• What to produce: State the number of lines in these records that include the word "transform", and add nothing to it.
━━━━━━━━
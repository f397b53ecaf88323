//! Scene data: what is drawn and where.
//!
//! - `model` holds vertex layouts, materials and uploaded geometry
//! - `texture` wraps GPU textures and the depth target
//! - `transform` is a placement's position, rotation and scale
//! - `mesh_instance` is one loaded mesh with all of its placements
//! - `scene_graph` owns the meshes of the current scene and culls them

pub mod mesh_instance;
pub mod model;
pub mod scene_graph;
pub mod texture;
pub mod transform;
━━━━━━━━
• Expected output: 2